Climate-related risk is building throughout global markets, just as the contagion effect of excess housing debt led to the Global Financial Crisis. To fend off another destructive chapter in global finance—another preventable surprise—FSB Chair Mark Carney formed the Task Force on Climate-Related Financial Disclosure. We applaud the task force’s Phase 2 report, released today, for its efforts to make markets more transparent and more resilient. Particularly important is the emphasis on forward-looking information and 2°C scenarios. We believe that transition planning for a 2°C world can yield more insights than point-in-time metrics.
Will publicly traded companies embrace the task force’s voluntary suggestions? Will investors in those companies demand the detailed reporting and metrics sought by TCFD? Based on voting records at AGMs, most institutional investors are not willing to press companies on risk management and disclosures related to climate change (a problem we highlighted in our Missing60 campaign). However, TCFD recommendations apply to asset owners and asset managers themselves, not just to investee companies—a sage acknowledgement of risk transference throughout markets. Will this attention to portfolio risk alter how institutional investors think about climate risk?
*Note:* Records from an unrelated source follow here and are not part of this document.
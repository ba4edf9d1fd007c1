//! Children, transitions, data flows and scoped variables of composite
//! states.

use super::error::{ElementKind, StateError};
use super::events::StateChange;
use super::ids::{DataFlowId, OutcomeId, PortId, StateId, TransitionId};
use super::port::{DataPort, DataType, PortDirection};
use super::state::{Body, State, StateKind, PATH_SEPARATOR};
use serde::{Deserialize, Serialize};
use serde_json::Value;
use std::collections::BTreeMap;
use std::sync::Arc;
use tracing::debug;

/// Edge from a child's outcome to a sibling, or to an outcome of the
/// container itself.
#[derive(Debug, Clone, PartialEq, Eq, Serialize, Deserialize)]
pub struct Transition {
    pub id: TransitionId,
    pub from_state: StateId,
    pub from_outcome: OutcomeId,
    pub to_state: StateId,
    /// Container outcome to finish with when `to_state` is the container.
    #[serde(default, skip_serializing_if = "Option::is_none")]
    pub to_outcome: Option<OutcomeId>,
}

/// Edge carrying a value from one port to another inside a container.
#[derive(Debug, Clone, PartialEq, Eq, Serialize, Deserialize)]
pub struct DataFlow {
    pub id: DataFlowId,
    pub from_state: StateId,
    pub from_port: PortId,
    pub to_state: StateId,
    pub to_port: PortId,
}

impl DataFlow {
    /// Whether either end of the flow is `port` on `state`.
    pub fn touches(&self, state: &str, port: PortId) -> bool {
        (self.from_state == state && self.from_port == port)
            || (self.to_state == state && self.to_port == port)
    }
}

#[derive(Default)]
pub(crate) struct ContainerData {
    pub(crate) children: BTreeMap<StateId, Arc<State>>,
    pub(crate) start_child_id: Option<StateId>,
    pub(crate) transitions: BTreeMap<TransitionId, Transition>,
    pub(crate) data_flows: BTreeMap<DataFlowId, DataFlow>,
    pub(crate) scoped_variables: BTreeMap<PortId, DataPort>,
}

impl ContainerData {
    pub(crate) fn duplicate(&self) -> Self {
        Self {
            children: self
                .children
                .iter()
                .map(|(id, child)| (id.clone(), child.duplicate()))
                .collect(),
            start_child_id: self.start_child_id.clone(),
            transitions: self.transitions.clone(),
            data_flows: self.data_flows.clone(),
            scoped_variables: self.scoped_variables.clone(),
        }
    }

    /// Rewrite every reference to state `old` so it names `new`.
    pub(crate) fn rename_references(&mut self, old: &str, new: &str) {
        if self.start_child_id.as_deref() == Some(old) {
            self.start_child_id = Some(new.to_string());
        }
        for transition in self.transitions.values_mut() {
            if transition.from_state == old {
                transition.from_state = new.to_string();
            }
            if transition.to_state == old {
                transition.to_state = new.to_string();
            }
        }
        for flow in self.data_flows.values_mut() {
            if flow.from_state == old {
                flow.from_state = new.to_string();
            }
            if flow.to_state == old {
                flow.to_state = new.to_string();
            }
        }
    }

    pub(crate) fn remove_flows_touching(&mut self, state: &str, port: PortId) -> Vec<DataFlowId> {
        let ids: Vec<DataFlowId> = self
            .data_flows
            .values()
            .filter(|f| f.touches(state, port))
            .map(|f| f.id)
            .collect();
        for id in &ids {
            self.data_flows.remove(id);
        }
        ids
    }

    pub(crate) fn remove_transition_from(
        &mut self,
        state: &str,
        outcome: OutcomeId,
    ) -> Option<TransitionId> {
        let id = self.transition_from(state, outcome)?.id;
        self.transitions.remove(&id);
        Some(id)
    }

    /// Drop transitions that end the container with `outcome`.
    pub(crate) fn remove_transitions_into_self(
        &mut self,
        container: &str,
        outcome: OutcomeId,
    ) -> Vec<TransitionId> {
        let ids: Vec<TransitionId> = self
            .transitions
            .values()
            .filter(|t| t.to_state == container && t.to_outcome == Some(outcome))
            .map(|t| t.id)
            .collect();
        for id in &ids {
            self.transitions.remove(id);
        }
        ids
    }

    pub(crate) fn transition_from(&self, state: &str, outcome: OutcomeId) -> Option<&Transition> {
        self.transitions
            .values()
            .find(|t| t.from_state == state && t.from_outcome == outcome)
    }

    fn remove_state_references(&mut self, id: &str) -> (Vec<TransitionId>, Vec<DataFlowId>) {
        let transitions: Vec<TransitionId> = self
            .transitions
            .values()
            .filter(|t| t.from_state == id || t.to_state == id)
            .map(|t| t.id)
            .collect();
        for t in &transitions {
            self.transitions.remove(t);
        }
        let flows: Vec<DataFlowId> = self
            .data_flows
            .values()
            .filter(|f| f.from_state == id || f.to_state == id)
            .map(|f| f.id)
            .collect();
        for f in &flows {
            self.data_flows.remove(f);
        }
        (transitions, flows)
    }
}
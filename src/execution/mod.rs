//! Running state trees.
//!
//! [`State::run`] executes a state and everything below it and resolves to
//! the state's final outcome. Hierarchy children run inline on the caller's
//! task; concurrency children each get their own tokio task. Preemption is a
//! tree of cancellation tokens: every nested run gets a child of its parent's
//! token, so stopping a state reaches all of its descendants.
//!
//! # Example
//!
//! ```rust
//! use statecraft::core::{IdAllocator, State, SUCCESS};
//! use statecraft::execution::{EmptyScript, RunContext};
//! use std::sync::Arc;
//!
//! # #[tokio::main(flavor = "current_thread")]
//! # async fn main() {
//! let ids = IdAllocator::new();
//! let root = State::hierarchy("root", &ids).unwrap();
//! let a = root.add_state(State::execution("A", Arc::new(EmptyScript), &ids).unwrap()).unwrap();
//! root.add_transition(&a, SUCCESS, &root.id(), Some(SUCCESS)).unwrap();
//!
//! let outcome = root.run(RunContext::default()).await;
//! assert_eq!(outcome.id, SUCCESS);
//! # }
//! ```

mod concurrency;
mod context;
mod driver;
mod hierarchy;
mod leaf;
mod library;
mod routing;
mod script;

pub use context::{ExecutionConfig, RunContext};
pub use driver::{ExecutionError, ExecutionHandle, StateMachineExecutor};
pub use script::{script_fn, EmptyScript, FnScript, Script, ScriptContext, ScriptError};

use crate::core::{Outcome, State, StateKind};
use futures::future::{BoxFuture, FutureExt};
use std::sync::Arc;
use tracing::{info, info_span, Instrument};

impl State {
    /// Run this state to an outcome.
    ///
    /// The state is active while the returned future runs. Its final outcome
    /// is also stored and available through [`State::final_outcome`].
    pub fn run(self: &Arc<Self>, ctx: RunContext) -> BoxFuture<'static, Outcome> {
        let state = Arc::clone(self);
        let span = info_span!("state", state_id = %state.id(), kind = %state.kind());
        async move {
            state.begin_run(ctx.token());
            info!(path = %state.path(), name = %state.name(), "state started");
            let outcome = match state.kind() {
                StateKind::Execution => leaf::run(Arc::clone(&state), ctx).await,
                StateKind::Hierarchy => hierarchy::run(Arc::clone(&state), ctx).await,
                StateKind::PreemptiveConcurrency => {
                    concurrency::run_preemptive(Arc::clone(&state), ctx).await
                }
                StateKind::BarrierConcurrency => {
                    concurrency::run_barrier(Arc::clone(&state), ctx).await
                }
                StateKind::Library => library::run(Arc::clone(&state), ctx).await,
            };
            info!(outcome = %outcome, "state finished");
            state.finish_run(outcome)
        }
        .instrument(span)
        .boxed()
    }
}
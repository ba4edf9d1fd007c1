//! Change notifications for observers of the state tree.
//!
//! Every mutating operation emits a [`StateEvent`] once it has succeeded.
//! Events are delivered to the observers of the changed state and then to
//! the observers of each of its ancestors, so subscribing to a root is
//! enough to follow the whole tree. Nothing in the core depends on whether
//! anyone is listening.

use super::ids::{DataFlowId, OutcomeId, PortId, StateId, TransitionId};
use super::port::PortDirection;
use parking_lot::Mutex;

/// What changed.
#[derive(Debug, Clone, PartialEq)]
pub enum StateChange {
    PortAdded { id: PortId, direction: PortDirection },
    PortRemoved { id: PortId, direction: PortDirection },
    OutcomeAdded { id: OutcomeId },
    OutcomeRemoved { id: OutcomeId },
    OutcomeRenamed { id: OutcomeId, name: String },
    ChildAdded { id: StateId },
    ChildRemoved { id: StateId },
    StartStateChanged { id: Option<StateId> },
    TransitionAdded { id: TransitionId },
    TransitionRemoved { id: TransitionId },
    DataFlowAdded { id: DataFlowId },
    DataFlowRemoved { id: DataFlowId },
    IdChanged { old: StateId, new: StateId },
    NameChanged { name: String },
    DescriptionChanged,
    ActiveChanged { active: bool },
    Preempted,
}

/// A change together with the state it happened on.
#[derive(Debug, Clone, PartialEq)]
pub struct StateEvent {
    /// Id of the state that changed.
    pub state_id: StateId,
    /// Path of the state at the time of the change.
    pub path: String,
    pub change: StateChange,
}

/// Receiver of change notifications.
pub trait StateObserver: Send + Sync {
    fn on_event(&self, event: &StateEvent);
}

/// Observer that keeps every event it receives. Handy for tests and for
/// hosts that poll for changes.
#[derive(Debug, Default)]
pub struct EventLog {
    events: Mutex<Vec<StateEvent>>,
}

impl EventLog {
    pub fn new() -> Self {
        Self::default()
    }

    pub fn events(&self) -> Vec<StateEvent> {
        self.events.lock().clone()
    }

    /// Remove and return all recorded events.
    pub fn drain(&self) -> Vec<StateEvent> {
        std::mem::take(&mut *self.events.lock())
    }

    pub fn len(&self) -> usize {
        self.events.lock().len()
    }

    pub fn is_empty(&self) -> bool {
        self.events.lock().is_empty()
    }
}

impl StateObserver for EventLog {
    fn on_event(&self, event: &StateEvent) {
        self.events.lock().push(event.clone());
    }
}
//! Builder for constructing state trees.

use crate::builder::error::BuildError;
use crate::core::{
    DataType, IdAllocator, LibraryReference, LibraryResolver, OutcomeId, PortDirection, State,
    StateId, StateKind,
};
use crate::execution::Script;
use serde_json::Value;
use std::sync::Arc;

/// Endpoint name referring to the container being built.
pub const SELF: &str = ".";

struct PortSpec {
    name: String,
    data_type: DataType,
    default: Option<Value>,
}

enum Pending {
    Builder(StateBuilder),
    Built(Arc<State>),
}

enum TransitionSpec {
    ToChild {
        from: String,
        outcome: String,
        to: String,
    },
    Exit {
        from: String,
        outcome: String,
        container_outcome: String,
    },
}

struct FlowSpec {
    from: String,
    from_port: String,
    to: String,
    to_port: String,
}

/// Fluent builder for a [`State`] and everything below it.
///
/// Children, outcomes and ports are referred to by name; a child may also
/// be referred to by id. [`SELF`] names the container itself in data flows.
///
/// # Example
///
/// ```rust
/// use statecraft::builder::{StateBuilder, SELF};
/// use statecraft::core::{DataType, IdAllocator};
/// use statecraft::execution::EmptyScript;
/// use std::sync::Arc;
///
/// let ids = IdAllocator::new();
/// let root = StateBuilder::hierarchy("root")
///     .input("n", DataType::Int, None)
///     .child(
///         StateBuilder::execution("A", Arc::new(EmptyScript))
///             .input("x", DataType::Int, None),
///     )
///     .child(StateBuilder::execution("B", Arc::new(EmptyScript)))
///     .transition("A", "success", "B")
///     .exit("B", "success", "success")
///     .data_flow(SELF, "n", "A", "x")
///     .build(&ids)
///     .unwrap();
///
/// assert_eq!(root.children().len(), 2);
/// assert_eq!(root.transitions().len(), 2);
/// ```
pub struct StateBuilder {
    kind: StateKind,
    name: String,
    id: Option<StateId>,
    description: Option<String>,
    script: Option<Arc<dyn Script>>,
    script_key: Option<String>,
    library: Option<(LibraryReference, Arc<dyn LibraryResolver>)>,
    inputs: Vec<PortSpec>,
    outputs: Vec<PortSpec>,
    scoped: Vec<PortSpec>,
    outcomes: Vec<(String, Option<OutcomeId>)>,
    children: Vec<Pending>,
    start: Option<String>,
    transitions: Vec<TransitionSpec>,
    flows: Vec<FlowSpec>,
}

impl StateBuilder {
    fn new(kind: StateKind, name: impl Into<String>) -> Self {
        Self {
            kind,
            name: name.into(),
            id: None,
            description: None,
            script: None,
            script_key: None,
            library: None,
            inputs: Vec::new(),
            outputs: Vec::new(),
            scoped: Vec::new(),
            outcomes: Vec::new(),
            children: Vec::new(),
            start: None,
            transitions: Vec::new(),
            flows: Vec::new(),
        }
    }

    pub fn execution(name: impl Into<String>, script: Arc<dyn Script>) -> Self {
        let mut builder = Self::new(StateKind::Execution, name);
        builder.script = Some(script);
        builder
    }

    pub fn hierarchy(name: impl Into<String>) -> Self {
        Self::new(StateKind::Hierarchy, name)
    }

    pub fn preemptive_concurrency(name: impl Into<String>) -> Self {
        Self::new(StateKind::PreemptiveConcurrency, name)
    }

    pub fn barrier_concurrency(name: impl Into<String>) -> Self {
        Self::new(StateKind::BarrierConcurrency, name)
    }

    pub fn library(
        name: impl Into<String>,
        reference: LibraryReference,
        resolver: Arc<dyn LibraryResolver>,
    ) -> Self {
        let mut builder = Self::new(StateKind::Library, name);
        builder.library = Some((reference, resolver));
        builder
    }

    /// Use a fixed id instead of drawing one.
    pub fn id(mut self, id: impl Into<StateId>) -> Self {
        self.id = Some(id.into());
        self
    }

    pub fn description(mut self, description: impl Into<String>) -> Self {
        self.description = Some(description.into());
        self
    }

    /// Replace the script of an execution state.
    pub fn script(mut self, script: Arc<dyn Script>) -> Self {
        self.script = Some(script);
        self
    }

    /// Key under which the script is found in a script registry.
    pub fn script_key(mut self, key: impl Into<String>) -> Self {
        self.script_key = Some(key.into());
        self
    }

    pub fn input(mut self, name: impl Into<String>, data_type: DataType, default: Option<Value>) -> Self {
        self.inputs.push(PortSpec {
            name: name.into(),
            data_type,
            default,
        });
        self
    }

    pub fn output(mut self, name: impl Into<String>, data_type: DataType, default: Option<Value>) -> Self {
        self.outputs.push(PortSpec {
            name: name.into(),
            data_type,
            default,
        });
        self
    }

    pub fn scoped_variable(
        mut self,
        name: impl Into<String>,
        data_type: DataType,
        default: Option<Value>,
    ) -> Self {
        self.scoped.push(PortSpec {
            name: name.into(),
            data_type,
            default,
        });
        self
    }

    /// Add an outcome with an allocated id.
    pub fn outcome(mut self, name: impl Into<String>) -> Self {
        self.outcomes.push((name.into(), None));
        self
    }

    pub fn outcome_with_id(mut self, name: impl Into<String>, id: OutcomeId) -> Self {
        self.outcomes.push((name.into(), Some(id)));
        self
    }

    /// Add a child built from another builder.
    pub fn child(mut self, child: StateBuilder) -> Self {
        self.children.push(Pending::Builder(child));
        self
    }

    /// Add an already constructed root state as a child.
    pub fn add_child(mut self, child: Arc<State>) -> Self {
        self.children.push(Pending::Built(child));
        self
    }

    /// Start with this child instead of the first one added.
    pub fn start(mut self, child: impl Into<String>) -> Self {
        self.start = Some(child.into());
        self
    }

    /// Continue with child `to` when child `from` finishes with `outcome`.
    pub fn transition(
        mut self,
        from: impl Into<String>,
        outcome: impl Into<String>,
        to: impl Into<String>,
    ) -> Self {
        self.transitions.push(TransitionSpec::ToChild {
            from: from.into(),
            outcome: outcome.into(),
            to: to.into(),
        });
        self
    }

    /// Finish the container with `container_outcome` when child `from`
    /// finishes with `outcome`.
    pub fn exit(
        mut self,
        from: impl Into<String>,
        outcome: impl Into<String>,
        container_outcome: impl Into<String>,
    ) -> Self {
        self.transitions.push(TransitionSpec::Exit {
            from: from.into(),
            outcome: outcome.into(),
            container_outcome: container_outcome.into(),
        });
        self
    }

    pub fn data_flow(
        mut self,
        from: impl Into<String>,
        from_port: impl Into<String>,
        to: impl Into<String>,
        to_port: impl Into<String>,
    ) -> Self {
        self.flows.push(FlowSpec {
            from: from.into(),
            from_port: from_port.into(),
            to: to.into(),
            to_port: to_port.into(),
        });
        self
    }

    /// Build the state and its children, drawing ids from `ids`.
    pub fn build(self, ids: &IdAllocator) -> Result<Arc<State>, BuildError> {
        let has_structure = !self.children.is_empty()
            || !self.transitions.is_empty()
            || !self.flows.is_empty()
            || !self.scoped.is_empty()
            || self.start.is_some();
        if has_structure && !self.kind.is_container() {
            return Err(BuildError::NotAContainer(self.name));
        }

        let state = match self.kind {
            StateKind::Execution => {
                let script = self
                    .script
                    .ok_or_else(|| BuildError::MissingScript(self.name.clone()))?;
                let state = State::construct_execution(self.id, self.name, script, ids)?;
                state.set_script_key(self.script_key);
                state
            }
            StateKind::Library => {
                let Some((reference, resolver)) = self.library else {
                    return Err(BuildError::NotAContainer(self.name));
                };
                State::library_with_id(self.id, self.name, reference, resolver.as_ref(), ids)?
            }
            kind => State::construct_container(kind, self.id, self.name, ids)?,
        };

        if let Some(description) = self.description {
            state.set_description(description)?;
        }
        for port in self.inputs {
            state.add_input_port(port.name, port.data_type, port.default, None)?;
        }
        for port in self.outputs {
            state.add_output_port(port.name, port.data_type, port.default, None)?;
        }
        for port in self.scoped {
            state.add_scoped_variable(port.name, port.data_type, port.default, None)?;
        }
        for (name, id) in self.outcomes {
            state.add_outcome(name, id)?;
        }
        for child in self.children {
            let child = match child {
                Pending::Builder(builder) => builder.build(ids)?,
                Pending::Built(state) => state,
            };
            state.add_state(child)?;
        }
        if let Some(start) = self.start {
            let child = resolve_child(&state, &start)?;
            state.set_start_state(&child.id())?;
        }
        for transition in self.transitions {
            add_transition(&state, transition)?;
        }
        for flow in self.flows {
            add_flow(&state, flow)?;
        }
        Ok(state)
    }
}

fn resolve_child(container: &State, key: &str) -> Result<Arc<State>, BuildError> {
    if let Some(child) = container.child(key) {
        return Ok(child);
    }
    let mut matches = container.children().into_iter().filter(|c| c.name() == key);
    match (matches.next(), matches.next()) {
        (Some(child), None) => Ok(child),
        (Some(_), Some(_)) => Err(BuildError::AmbiguousChild {
            container: container.name(),
            child: key.to_string(),
        }),
        (None, _) => Err(BuildError::UnknownChild {
            container: container.name(),
            child: key.to_string(),
        }),
    }
}

fn outcome_id(state: &State, name: &str) -> Result<OutcomeId, BuildError> {
    state
        .outcomes()
        .into_values()
        .find(|o| o.name == name)
        .map(|o| o.id)
        .ok_or_else(|| BuildError::UnknownOutcome {
            state: state.name(),
            outcome: name.to_string(),
        })
}

fn add_transition(container: &State, spec: TransitionSpec) -> Result<(), BuildError> {
    match spec {
        TransitionSpec::ToChild { from, outcome, to } => {
            let source = resolve_child(container, &from)?;
            let target = resolve_child(container, &to)?;
            let outcome = outcome_id(&source, &outcome)?;
            container.add_transition(&source.id(), outcome, &target.id(), None)?;
        }
        TransitionSpec::Exit {
            from,
            outcome,
            container_outcome,
        } => {
            let source = resolve_child(container, &from)?;
            let outcome = outcome_id(&source, &outcome)?;
            let target = outcome_id(container, &container_outcome)?;
            container.add_transition(&source.id(), outcome, &container.id(), Some(target))?;
        }
    }
    Ok(())
}

fn add_flow(container: &State, spec: FlowSpec) -> Result<(), BuildError> {
    let unknown_port = |state: &State, port: &str| BuildError::UnknownPort {
        state: state.name(),
        port: port.to_string(),
    };

    let (from_id, from_port) = if spec.from == SELF {
        let port = container
            .port_by_name(&spec.from_port, PortDirection::Input)
            .or_else(|| container.port_by_name(&spec.from_port, PortDirection::Scoped))
            .ok_or_else(|| unknown_port(container, &spec.from_port))?;
        (container.id(), port.id)
    } else {
        let child = resolve_child(container, &spec.from)?;
        let port = child
            .port_by_name(&spec.from_port, PortDirection::Output)
            .ok_or_else(|| unknown_port(&child, &spec.from_port))?;
        (child.id(), port.id)
    };

    let (to_id, to_port) = if spec.to == SELF {
        let port = container
            .port_by_name(&spec.to_port, PortDirection::Output)
            .or_else(|| container.port_by_name(&spec.to_port, PortDirection::Scoped))
            .ok_or_else(|| unknown_port(container, &spec.to_port))?;
        (container.id(), port.id)
    } else {
        let child = resolve_child(container, &spec.to)?;
        let port = child
            .port_by_name(&spec.to_port, PortDirection::Input)
            .ok_or_else(|| unknown_port(&child, &spec.to_port))?;
        (child.id(), port.id)
    };

    container.add_data_flow(&from_id, from_port, &to_id, to_port)?;
    Ok(())
}
impl StateKind {
    /// Hierarchies and both concurrency kinds.
    pub fn is_container(&self) -> bool {
        matches!(
            self,
            Self::Hierarchy | Self::PreemptiveConcurrency | Self::BarrierConcurrency
        )
    }

    /// Preemptive or barrier concurrency.
    pub fn is_concurrency(&self) -> bool {
        matches!(self, Self::PreemptiveConcurrency | Self::BarrierConcurrency)
    }

    /// Lowercase kind name used in logs.
    pub fn name(&self) -> &'static str {
        match self {
            Self::Execution => "execution",
            Self::Hierarchy => "hierarchy",
            Self::PreemptiveConcurrency => "preemptive_concurrency",
            Self::BarrierConcurrency => "barrier_concurrency",
            Self::Library => "library",
        }
    }
}

impl fmt::Display for StateKind {
    fn fmt(&self, f: &mut fmt::Formatter<'_>) -> fmt::Result {
        f.write_str(self.name())
    }
}

#[derive(Clone)]
pub(crate) struct ExecutionBody {
    pub(crate) script: Arc<dyn Script>,
    pub(crate) script_key: Option<String>,
}

pub(crate) enum Body {
    Execution(ExecutionBody),
    Container(ContainerData),
    Library(LibraryData),
}

pub(crate) struct StateData {
    pub(crate) id: StateId,
    pub(crate) name: String,
    pub(crate) description: Option<String>,
    pub(crate) input_ports: BTreeMap<PortId, DataPort>,
    pub(crate) output_ports: BTreeMap<PortId, DataPort>,
    pub(crate) outcomes: BTreeMap<OutcomeId, Outcome>,
    pub(crate) body: Body,
}

impl StateData {
    /// Fresh data with the three default outcomes registered once each.
    pub(crate) fn new(id: StateId, name: String, body: Body) -> Self {
        let outcomes = [Outcome::success(), Outcome::aborted(), Outcome::preempted()]
            .into_iter()
            .map(|o| (o.id, o))
            .collect();
        Self {
            id,
            name,
            description: None,
            input_ports: BTreeMap::new(),
            output_ports: BTreeMap::new(),
            outcomes,
            body,
        }
    }

    pub(crate) fn container(&self) -> Option<&ContainerData> {
        match &self.body {
            Body::Container(c) => Some(c),
            _ => None,
        }
    }

    pub(crate) fn container_mut(&mut self) -> Option<&mut ContainerData> {
        match &mut self.body {
            Body::Container(c) => Some(c),
            _ => None,
        }
    }

    pub(crate) fn has_port_id(&self, id: PortId) -> bool {
        self.input_ports.contains_key(&id)
            || self.output_ports.contains_key(&id)
            || self
                .container()
                .is_some_and(|c| c.scoped_variables.contains_key(&id))
    }

    fn ports_mut(&mut self, direction: PortDirection) -> Option<&mut BTreeMap<PortId, DataPort>> {
        match direction {
            PortDirection::Input => Some(&mut self.input_ports),
            PortDirection::Output => Some(&mut self.output_ports),
            PortDirection::Scoped => self.container_mut().map(|c| &mut c.scoped_variables),
        }
    }
}

pub(crate) struct RuntimeData {
    pub(crate) input: BTreeMap<String, Value>,
    pub(crate) output: BTreeMap<String, Value>,
    pub(crate) final_outcome: Option<Outcome>,
    pub(crate) token: CancellationToken,
    pub(crate) history: ExecutionHistory,
}

impl Default for RuntimeData {
    fn default() -> Self {
        Self {
            input: BTreeMap::new(),
            output: BTreeMap::new(),
            final_outcome: None,
            token: CancellationToken::new(),
            history: ExecutionHistory::new(),
        }
    }
}

/// A node of the state tree.
pub struct State {
    kind: StateKind,
    me: Weak<State>,
    allocator: IdAllocator,
    pub(crate) data: RwLock<StateData>,
    parent: RwLock<Weak<State>>,
    pub(crate) runtime: Mutex<RuntimeData>,
    active: AtomicBool,
    observers: RwLock<Vec<Arc<dyn StateObserver>>>,
}

impl fmt::Debug for State {
    fn fmt(&self, f: &mut fmt::Formatter<'_>) -> fmt::Result {
        let data = self.data.read();
        f.debug_struct("State")
            .field("kind", &self.kind)
            .field("id", &data.id)
            .field("name", &data.name)
            .field("active", &self.is_active())
            .finish()
    }
}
We hope so. At Preventable Surprises, we have always pushed institutional investors to be forceful stewards of their clients’ money. We have encouraged large asset owners and asset managers to use their leverage to demand companies develop business plans that align with the Paris Agreement goals. We note that the task force includes an impressive cross-section of market participants. We hope they will be leaders not only in implementing TCFD suggestions but also in supporting resolutions that force companies to deal with climate risk head on. We agree with Carney that climate risk is systemic–and therefore pervasive, interconnected and unpredictable. In the face of populist electoral politics, it is more critical than ever that market participants step up to manage this systemic risk before it is too late to do so effectively.